The compressed air passes through a narrow orifice, sucking drug solution from a reservoir and into a feed tube, before making its way as a fine mist to the lungs and upper airways.
It’s called a jet nebulizer — a medical tool similar to an asthma puffer that takes just minutes to send medicine to the heart of respiratory pathogens.
It’s also what local researchers believe could be the most effective route of delivery for COVID-19 vaccines.
Beginning this month, a team of McMaster University scientists will use the machine to administer two new, oral coronavirus vaccines just approved for human trials by Health Canada.
The promising Hamilton-made vaccines, delivered by inhaled aerosols, go straight through the breathing passage to provoke an immune response in the lungs — right where the virus attacks.
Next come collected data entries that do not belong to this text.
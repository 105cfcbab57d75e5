//! JSON-RPC 2.0 message types for the stdio transport.
//!
//! The adapter speaks newline-delimited JSON-RPC 2.0 with the MCP client.
//! Only the message shapes live here; the read/write loop is in `server`.

use serde::{Deserialize, Serialize};

/// An inbound JSON-RPC 2.0 request.
#[derive(Debug, Clone, Serialize, Deserialize)]
pub struct JsonRpcRequest {
    /// Protocol version; must be `"2.0"`.
    pub jsonrpc: String,
    /// Request identifier: number, string, or null. Absent for
    /// notifications.
    #[serde(default)]
    pub id: serde_json::Value,
    /// The RPC method name.
    pub method: String,
    /// Optional method parameters.
    #[serde(default)]
    pub params: Option<serde_json::Value>,
}

impl JsonRpcRequest {
    /// Whether this request is a notification (no `id`, no response owed).
    pub fn is_notification(&self) -> bool {
        self.id.is_null()
    }
}

/// An outbound JSON-RPC 2.0 response.
#[derive(Debug, Clone, Serialize, Deserialize)]
pub struct JsonRpcResponse {
    /// Protocol version; always `"2.0"`.
    pub jsonrpc: String,
    /// Identifier of the request being answered.
    pub id: serde_json::Value,
    /// Result payload on success; absent on error.
    #[serde(skip_serializing_if = "Option::is_none")]
    pub result: Option<serde_json::Value>,
    /// Error object on failure; absent on success.
    #[serde(skip_serializing_if = "Option::is_none")]
    pub error: Option<JsonRpcError>,
}

impl JsonRpcResponse {
    /// Builds a success response carrying `result`.
    pub fn success(id: serde_json::Value, result: serde_json::Value) -> Self {
        Self {
            jsonrpc: "2.0".to_string(),
            id,
            result: Some(result),
            error: None,
        }
    }

    /// Builds an error response with a standard code and message.
    pub fn error(id: serde_json::Value, code: ErrorCode, message: String) -> Self {
        Self {
            jsonrpc: "2.0".to_string(),
            id,
            result: None,
            error: Some(JsonRpcError {
                code: code.as_i32(),
                message,
                data: None,
            }),
        }
    }

    /// Whether this response carries a protocol-level error.
    pub fn is_error(&self) -> bool {
        self.error.is_some()
    }
}

/// A JSON-RPC 2.0 error object.
#[derive(Debug, Clone, Serialize, Deserialize)]
pub struct JsonRpcError {
    /// Numeric error code.
    pub code: i32,
    /// Human-readable error message.
    pub message: String,
    /// Optional additional data.
    #[serde(skip_serializing_if = "Option::is_none")]
    pub data: Option<serde_json::Value>,
}

/// Standard JSON-RPC 2.0 error codes.
///
/// Tool-level failures never use these; they are reported as successful
/// envelopes with `Error: …` text. These codes cover only malformed
/// protocol traffic.
#[derive(Debug, Clone, Copy, PartialEq, Eq)]
pub enum ErrorCode {
    /// Invalid JSON was received.
    ParseError,
    /// The request is not a valid JSON-RPC request.
    InvalidRequest,
    /// The requested method does not exist.
    MethodNotFound,
    /// Invalid method parameters.
    InvalidParams,
    /// Internal server error.
    InternalError,
}

impl ErrorCode {
    /// The numeric code defined by JSON-RPC 2.0.
    pub fn as_i32(self) -> i32 {
        match self {
            Self::ParseError => -32700,
            Self::InvalidRequest => -32600,
            Self::MethodNotFound => -32601,
            Self::InvalidParams => -32602,
            Self::InternalError => -32603,
        }
    }
}

#[cfg(test)]
mod tests {
    use super::*;
    use serde_json::json;

    #[test]
    fn test_parse_request() {
        let msg = json!({
            "jsonrpc": "2.0",
            "id": 7,
            "method": "tools/call",
            "params": { "name": "benchmark_performance", "arguments": {} }
        });

        let request: JsonRpcRequest = serde_json::from_value(msg).unwrap();
        assert_eq!(request.method, "tools/call");
        assert_eq!(request.id, json!(7));
        assert!(!request.is_notification());
    }

    #[test]
    fn test_notification_has_no_id() {
        let msg = json!({ "jsonrpc": "2.0", "method": "notifications/initialized" });
        let request: JsonRpcRequest = serde_json::from_value(msg).unwrap();
        assert!(request.is_notification());
        assert!(request.params.is_none());
    }

    #[test]
    fn test_string_ids_are_preserved() {
        let msg = json!({ "jsonrpc": "2.0", "id": "call-9", "method": "ping" });
        let request: JsonRpcRequest = serde_json::from_value(msg).unwrap();
        assert_eq!(request.id, json!("call-9"));
    }

    #[test]
    fn test_success_response_omits_error_field() {
        let response = JsonRpcResponse::success(json!(1), json!({"tools": []}));
        assert!(!response.is_error());

        let encoded = serde_json::to_string(&response).unwrap();
        assert!(encoded.contains("\"jsonrpc\":\"2.0\""));
        assert!(!encoded.contains("\"error\""));
    }

    #[test]
    fn test_error_response_omits_result_field() {
        let response = JsonRpcResponse::error(
            json!(1),
            ErrorCode::MethodNotFound,
            "method not found: resources/list".to_string(),
        );
        assert!(response.is_error());

        let encoded = serde_json::to_string(&response).unwrap();
        assert!(encoded.contains("-32601"));
        assert!(!encoded.contains("\"result\""));
    }

    #[test]
    fn test_error_code_values() {
        assert_eq!(ErrorCode::ParseError.as_i32(), -32700);
        assert_eq!(ErrorCode::InvalidRequest.as_i32(), -32600);
        assert_eq!(ErrorCode::MethodNotFound.as_i32(), -32601);
        assert_eq!(ErrorCode::InvalidParams.as_i32(), -32602);
        assert_eq!(ErrorCode::InternalError.as_i32(), -32603);
    }
}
They’re designed to combat variants of concerns and provide
broader protection from COVID-19, said Dr. Fiona Smaill, the McMaster professor of pathology and molecular medicine who is leading the clinical trial.
“It’s administered into the lungs so the immune response is generated in the lungs,” Smaill said in an interview Monday. “And it’s really in the lungs where you need the immune response because it’s the first line of defence against a respiratory pathogen like COVID.”
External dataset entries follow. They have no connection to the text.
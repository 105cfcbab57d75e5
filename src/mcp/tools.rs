//! Tool catalog and dispatch.
//!
//! The catalog is a fixed set of tagged variants, one per tool, each bound
//! to exactly one handler. Definitions carry JSON Schema descriptions so
//! MCP clients can discover arguments, enums, and defaults; arguments are
//! not validated server-side beyond reading them with their defaults.

use serde::{Deserialize, Serialize};
use serde_json::{json, Value};
use tracing::debug;

use crate::bridge::script::WrapperCall;
use crate::bridge::{AplBridge, ProcessResult};
use crate::errors::{AplcdError, Result};

use super::templates;

/// Default project sizes for the performance benchmark.
pub const DEFAULT_PROJECT_SIZES: &[u64] = &[10, 25, 50, 100];

/// Default file scanned by the security scan.
pub const DEFAULT_SCAN_FILE: &str = "src/APLCICD.dyalog";

/// Default path analyzed by the generic project analysis.
pub const DEFAULT_PROJECT_PATH: &str = ".";

/// A tool definition exposed by the MCP server.
#[derive(Debug, Clone, Serialize, Deserialize)]
pub struct ToolDefinition {
    /// Unique tool name.
    pub name: String,
    /// Human-readable description of what the tool does.
    pub description: String,
    /// JSON Schema describing the tool's input parameters.
    #[serde(rename = "inputSchema")]
    pub input_schema: Value,
}

/// The authoritative tool set, one variant per tool.
#[derive(Debug, Clone, Copy, PartialEq, Eq)]
pub enum Tool {
    AnalyzeSpringPetclinic,
    BenchmarkPerformance,
    RunSecurityScan,
    ExplainMatrixOperations,
    CompareWithMaven,
    AnalyzeProject,
}

impl Tool {
    /// All tools in catalog declaration order.
    pub const ALL: [Tool; 6] = [
        Tool::AnalyzeSpringPetclinic,
        Tool::BenchmarkPerformance,
        Tool::RunSecurityScan,
        Tool::ExplainMatrixOperations,
        Tool::CompareWithMaven,
        Tool::AnalyzeProject,
    ];

    /// The tool's wire name.
    pub fn name(self) -> &'static str {
        match self {
            Tool::AnalyzeSpringPetclinic => "analyze_spring_petclinic",
            Tool::BenchmarkPerformance => "benchmark_performance",
            Tool::RunSecurityScan => "run_security_scan",
            Tool::ExplainMatrixOperations => "explain_matrix_operations",
            Tool::CompareWithMaven => "compare_with_maven",
            Tool::AnalyzeProject => "analyze_project",
        }
    }

    /// Looks a tool up by wire name.
    pub fn from_name(name: &str) -> Option<Tool> {
        Tool::ALL.iter().copied().find(|t| t.name() == name)
    }

    /// The tool's catalog entry.
    fn definition(self) -> ToolDefinition {
        match self {
            Tool::AnalyzeSpringPetclinic => ToolDefinition {
                name: self.name().to_string(),
                description: "Analyze Spring PetClinic project dependencies using APL-CD matrix operations".to_string(),
                input_schema: json!({
                    "type": "object",
                    "properties": {}
                }),
            },
            Tool::BenchmarkPerformance => ToolDefinition {
                name: self.name().to_string(),
                description: "Run performance benchmarks comparing APL-CD vs traditional CI/CD".to_string(),
                input_schema: json!({
                    "type": "object",
                    "properties": {
                        "project_sizes": {
                            "type": "array",
                            "items": { "type": "number" },
                            "description": "Project sizes (task counts) to benchmark",
                            "default": DEFAULT_PROJECT_SIZES
                        }
                    }
                }),
            },
            Tool::RunSecurityScan => ToolDefinition {
                name: self.name().to_string(),
                description: "Perform a security scan on an APL source file".to_string(),
                input_schema: json!({
                    "type": "object",
                    "properties": {
                        "file": {
                            "type": "string",
                            "description": "File to scan (defaults to the main module)",
                            "default": DEFAULT_SCAN_FILE
                        }
                    }
                }),
            },
            Tool::ExplainMatrixOperations => ToolDefinition {
                name: self.name().to_string(),
                description: "Explain how APL-CD uses matrix operations for dependency resolution".to_string(),
                input_schema: json!({
                    "type": "object",
                    "properties": {
                        "complexity_level": {
                            "type": "string",
                            "enum": templates::COMPLEXITY_LEVELS,
                            "description": "Level of technical detail",
                            "default": templates::DEFAULT_COMPLEXITY_LEVEL
                        }
                    }
                }),
            },
            Tool::CompareWithMaven => ToolDefinition {
                name: self.name().to_string(),
                description: "Compare APL-CD performance with Maven on real projects".to_string(),
                input_schema: json!({
                    "type": "object",
                    "properties": {
                        "project_type": {
                            "type": "string",
                            "enum": templates::PROJECT_TYPES,
                            "description": "Type of project to compare",
                            "default": templates::DEFAULT_PROJECT_TYPE
                        }
                    }
                }),
            },
            Tool::AnalyzeProject => ToolDefinition {
                name: self.name().to_string(),
                description: "Analyze any APL project or file using APL-CD dependency resolution".to_string(),
                input_schema: json!({
                    "type": "object",
                    "properties": {
                        "project_path": {
                            "type": "string",
                            "description": "Path to an APL project file or directory",
                            "default": DEFAULT_PROJECT_PATH
                        }
                    }
                }),
            },
        }
    }
}

/// Returns the full catalog in declaration order.
pub fn get_tool_definitions() -> Vec<ToolDefinition> {
    Tool::ALL.iter().map(|t| t.definition()).collect()
}

/// Dispatches a tool call to its handler, returning the report text.
///
/// An unknown name fails with `UnknownTool`; the server boundary converts
/// any error here into `Error: …` response text, never a protocol error.
pub async fn handle_tool_call(bridge: &AplBridge, name: &str, args: &Value) -> Result<String> {
    let tool = Tool::from_name(name).ok_or_else(|| AplcdError::UnknownTool {
        name: name.to_string(),
    })?;
    debug!(tool = name, "dispatching tool call");

    match tool {
        Tool::AnalyzeSpringPetclinic => analyze_spring_petclinic(bridge).await,
        Tool::BenchmarkPerformance => benchmark_performance(bridge, args).await,
        Tool::RunSecurityScan => run_security_scan(bridge, args).await,
        Tool::ExplainMatrixOperations => Ok(explain_matrix_operations(args)),
        Tool::CompareWithMaven => Ok(compare_with_maven(args)),
        Tool::AnalyzeProject => analyze_project(bridge, args).await,
    }
}

/// Handles `analyze_spring_petclinic`.
async fn analyze_spring_petclinic(bridge: &AplBridge) -> Result<String> {
    let script = WrapperCall::new("SpringPetclinicAnalysis").render();
    let result = bridge.execute(&script).await?;
    Ok(templates::petclinic_report(&result))
}

/// Handles `benchmark_performance`.
async fn benchmark_performance(bridge: &AplBridge, args: &Value) -> Result<String> {
    let sizes = project_sizes(args);
    let script = WrapperCall::new("PerformanceBenchmark")
        .numeric_arg(&sizes)
        .render();
    let result = bridge.execute(&script).await?;
    Ok(templates::benchmark_report(&result))
}

/// Handles `run_security_scan`.
async fn run_security_scan(bridge: &AplBridge, args: &Value) -> Result<String> {
    let file = string_arg(args, "file", DEFAULT_SCAN_FILE);
    let script = WrapperCall::new("SecurityScanMCP").text_arg(&file).render();
    let result = bridge.execute(&script).await?;
    Ok(templates::security_report(&result, &file))
}

/// Handles `explain_matrix_operations`. Purely template selection; the
/// bridge is not involved.
fn explain_matrix_operations(args: &Value) -> String {
    let level = string_arg(args, "complexity_level", templates::DEFAULT_COMPLEXITY_LEVEL);
    templates::matrix_explanation(&level).to_string()
}

/// Handles `compare_with_maven`. Purely template substitution; an
/// out-of-enum project type falls back to the default.
fn compare_with_maven(args: &Value) -> String {
    let mut project_type = string_arg(args, "project_type", templates::DEFAULT_PROJECT_TYPE);
    if !templates::PROJECT_TYPES.contains(&project_type.as_str()) {
        project_type = templates::DEFAULT_PROJECT_TYPE.to_string();
    }
    templates::maven_comparison(&project_type)
}

/// Handles `analyze_project`.
async fn analyze_project(bridge: &AplBridge, args: &Value) -> Result<String> {
    let path = string_arg(args, "project_path", DEFAULT_PROJECT_PATH);
    let script = WrapperCall::new("ProjectAnalysis").text_arg(&path).render();
    let result = bridge.execute(&script).await?;
    Ok(templates::project_report(&result, &path))
}

/// Reads a string argument, substituting the schema default when absent.
fn string_arg(args: &Value, key: &str, default: &str) -> String {
    args.get(key)
        .and_then(Value::as_str)
        .unwrap_or(default)
        .to_string()
}

/// Reads the `project_sizes` array, substituting the schema default when
/// absent or empty. Non-numeric entries are skipped.
fn project_sizes(args: &Value) -> Vec<u64> {
    let sizes: Vec<u64> = args
        .get("project_sizes")
        .and_then(Value::as_array)
        .map(|items| items.iter().filter_map(Value::as_u64).collect())
        .unwrap_or_default();
    if sizes.is_empty() {
        DEFAULT_PROJECT_SIZES.to_vec()
    } else {
        sizes
    }
}

/// Renders an interpreter result for the one-shot CLI path.
pub fn format_process_result(result: &ProcessResult) -> String {
    match result {
        ProcessResult::Parsed(value) => {
            serde_json::to_string_pretty(value).unwrap_or_else(|_| value.to_string())
        }
        ProcessResult::Raw(text) => text.clone(),
    }
}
With the vaccines currently in use, injected into the muscle, Smaill said “you’re hoping that some of the cells” generated by them make their way into the lungs.
But that’s not a guarantee — unlike with these new vaccines, which are delivered straight to the upper airways.
“That’s much more effective than giving an injection into the muscle, where the immune response is typically generated within the blood,” she added.
What’s different about the McMaster vaccines, besides how they’re delivered, is in the proteins they target.
First-generation COVID vaccines, such as Pfizer-BioNTech or Moderna, target the large spike protein that protrudes from the surface of the SARSCoV-2 virus that causes COVID. Mac’s vaccines, meanwhile, will target three different parts of the coronavirus: the spike protein plus two other areas on the virus that aren’t as suspectible to mutations.
“Some of these proteins pretty well stay the same from variant to variant, unlike the spike protein, which is very, very (likely) to mutate,” Smaill explained. “And that’s what the concern is about the existing vaccines — that they target only the original spike and may be waning in effect.”
Of the 21 vaccines approved for clinical trials in Canada, the McMaster vaccines are the only ones delivered orally.
At least 30 healthy volunteers who have received two doses of a COVID mRNA vaccine will take part in the study, which is expected to run for three to six months.
Researchers will examine how the immune response develops in the lungs and blood after vaccination and monitor for possible side effects.
Smaill said the “first class” team of Mac scientists has manufactured enough doses to move forward with a larger trial should the first phase prove successful, potentially leading to broader use.